I can understand not wanting to scare people with "Allow P2P Data Channel", but ignoring proxy settings and revealing all IPs is unacceptable. WebRTC folks toss off these concerns with "there's no way to prevent tracking so heh".
But that's orthogonal to whether it's torrenting. You can torrent while respecting network settings, and without exposing local IPs.
We should be reducing the amount of data exposed and fixing the mistakes of the past that allowed so much data to be easily exfiltrated.
> Best experience first.
"Best" is not a defined term. What software developers should (always) be providing is the safest method first. Fancy UI tricks are a far lower priority than safety. If there is any doubt, fail safely.
Anybody that isn't putting safety first is being incredibly irresponsible. Stop leaking data and design for safety and security first. Yes, this it will be harder to make a nice user experience. In time, this will improve, but in the meantime safety is not something that can simply be ignored.
Safety is not an optional feature that only some people should have.
How will you know that a download is desired or not?
I don't really mind the trend in browsers over the last several years to give explicit access to more OS resources, it frees us from both Flash and Java Applets, Adobe's PDF reader, and other crap. But I'm not sure the browser replacements, at least in the short term, will actually get the security models any better. Is there any reason to prefer all these new JS APIs over allowing a Java Applet, besides "Java Applets are insecure"? It's certainly not performance -- I know many people chuckle when someone demos the latest X in JS (with or without WebGL) where X was done better with less hardware years ago via an applet. Secure or not, it's incredibly difficult to actually run an applet these days, and it's a strange disconnect with how the browser is fine doing so much else without warning. Will we see a similar increase in difficulty for running JS that can be just as insecure?

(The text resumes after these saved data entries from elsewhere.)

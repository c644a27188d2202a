//! Stale replies addressed to a re-initialised slot

use capsule::{Page, PageInit, PageMsg};
use capsule_core::{Cmd, Html, Program, Runtime, RuntimeConfig, Sub};
use capsule_testkit::fixtures::{counter, loader};
use capsule_testkit::{assert_absorbed, assert_text, only_timer};
use futures::channel::oneshot;
use futures::executor::block_on;
use std::time::Duration;

#[derive(Clone)]
struct Shell {
    slot: Page,
    init: PageInit<i64>,
}

#[derive(Debug, Clone)]
enum ShellMsg {
    Slot(PageMsg),
    Restart(i64),
}

fn shell() -> Program<i64, Shell, ShellMsg> {
    let init = Page::element(counter::program());
    Program::element(
        move |start| {
            let (slot, cmd) = init.init(start);
            let shell = Shell {
                slot,
                init: init.clone(),
            };
            (shell, cmd.map(ShellMsg::Slot))
        },
        |msg, shell| match msg {
            ShellMsg::Slot(msg) => {
                let (slot, cmd) = shell.slot.update(msg);
                (Shell { slot, ..shell }, cmd.map(ShellMsg::Slot))
            }
            ShellMsg::Restart(start) => {
                let (slot, cmd) = shell.init.init(start);
                (Shell { slot, ..shell }, cmd.map(ShellMsg::Slot))
            }
        },
        |shell| {
            Html::element("main")
                .child(shell.slot.view(ShellMsg::Slot))
                .into()
        },
        |shell| shell.slot.subscriptions(ShellMsg::Slot),
    )
}

#[test]
fn delayed_reply_reaches_the_same_instance() {
    let mut runtime = Runtime::start(shell(), 0, RuntimeConfig::default());
    runtime.click(counter::LATER).unwrap();
    assert_eq!(runtime.pending_timers(), 1);

    runtime.advance(counter::LATER_DELAY).unwrap();
    assert_text!(runtime.view(), "1");
}

#[test]
fn delayed_reply_after_restart_is_discarded() {
    let mut runtime = Runtime::start(shell(), 0, RuntimeConfig::default());
    runtime.click(counter::LATER).unwrap();
    runtime.send(ShellMsg::Restart(10)).unwrap();
    let restarted = runtime.model().slot.clone();

    let steps = runtime.advance(counter::LATER_DELAY).unwrap();
    assert_eq!(steps, 1, "the timer message is still dispatched to the shell");
    assert_eq!(runtime.pending_timers(), 0);
    assert!(runtime.model().slot.ptr_eq(&restarted));
    assert_text!(runtime.view(), "10");
}

#[test]
fn restart_before_and_after_the_timer() {
    let mut runtime = Runtime::start(shell(), 0, RuntimeConfig::default());
    runtime.click(counter::LATER).unwrap();
    runtime.advance(Duration::from_millis(400)).unwrap();
    runtime.send(ShellMsg::Restart(5)).unwrap();
    runtime.click(counter::LATER).unwrap();

    // Old timer fires at 1000ms, the new one at 1400ms.
    runtime.advance(Duration::from_millis(700)).unwrap();
    assert_text!(runtime.view(), "5");
    runtime.advance(Duration::from_millis(300)).unwrap();
    assert_text!(runtime.view(), "6");
}

#[test]
fn direct_timer_message_from_old_generation() {
    let init = Page::element(counter::program());
    let (first, _) = init.init(0);
    let (_, cmd) = first.update(capsule_testkit::click(&first.view(|m| m), counter::LATER));
    let late = only_timer(cmd);

    let (second, _) = init.init(0);
    let (after, cmd) = second.update(late);
    assert_absorbed!(second, after, cmd);
}

#[test]
fn network_reply_for_replaced_loader_is_discarded() {
    let init = Page::element(loader::program());

    let (old_tx, old_rx) = loader::request();
    let (_old, old_cmd) = init.init(old_rx);
    let (new_tx, new_rx) = loader::request();
    let (current, new_cmd) = init.init(new_rx);
    assert_text!(current.view(|m| m), "loading");

    old_tx.send("old body".to_string()).unwrap();
    new_tx.send("new body".to_string()).unwrap();

    let late = block_on(perform_output(old_cmd));
    let (after, cmd) = current.update(late);
    assert_absorbed!(current, after, cmd);

    let reply = block_on(perform_output(new_cmd));
    let (loaded, _) = after.update(reply);
    assert_text!(loaded.view(|m| m), "new body");
}

#[test]
fn loader_runs_inside_the_host_loop() {
    let (tx, rx) = loader::request();
    let page_program = Program::element(
        |reply: oneshot::Receiver<String>| Page::element(loader::program()).init(reply),
        |msg, page: Page| page.update(msg),
        |page: &Page| page.view(|m| m),
        |_| Sub::none(),
    );
    let mut runtime = Runtime::start(page_program, rx, RuntimeConfig::default());
    assert_eq!(runtime.run_until_idle().unwrap(), 0);
    assert_text!(runtime.view(), "loading");

    drop(tx);
    assert_eq!(runtime.run_until_idle().unwrap(), 1);
    assert_text!(runtime.view(), "failed");
}

async fn perform_output(cmd: Cmd<PageMsg>) -> PageMsg {
    match cmd.into_actions().pop() {
        Some(capsule_core::Action::Perform(task)) => task.await,
        other => panic!("expected a task, got {other:?}"),
    }
}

I've been a NoScript and adblock advocate for many years, but the first is often met with alien stares and the second is only successful when I install it on their browser myself or when I'm recommending adblocking to either other technical people or people who really hate ads even on TV. There's a weird resistance some people have that can get brought up in both cases, though, and it's probably going to take more than a few big public fails due to malicious websites before people will stop bringing it up. The argument adblocking users have been making for ages: this is my computer, my browser, and neither is under any obligation to act in a particular way based on the contents of what your server sends me. I don't like your ads? I can choose not to see them. I don't trust your JS? I can choose not to execute it. I don't like your theme? I can load my own. It's very weird to me that people oppose this view.
I hate that. Is there a reliable way to turn that behavior off?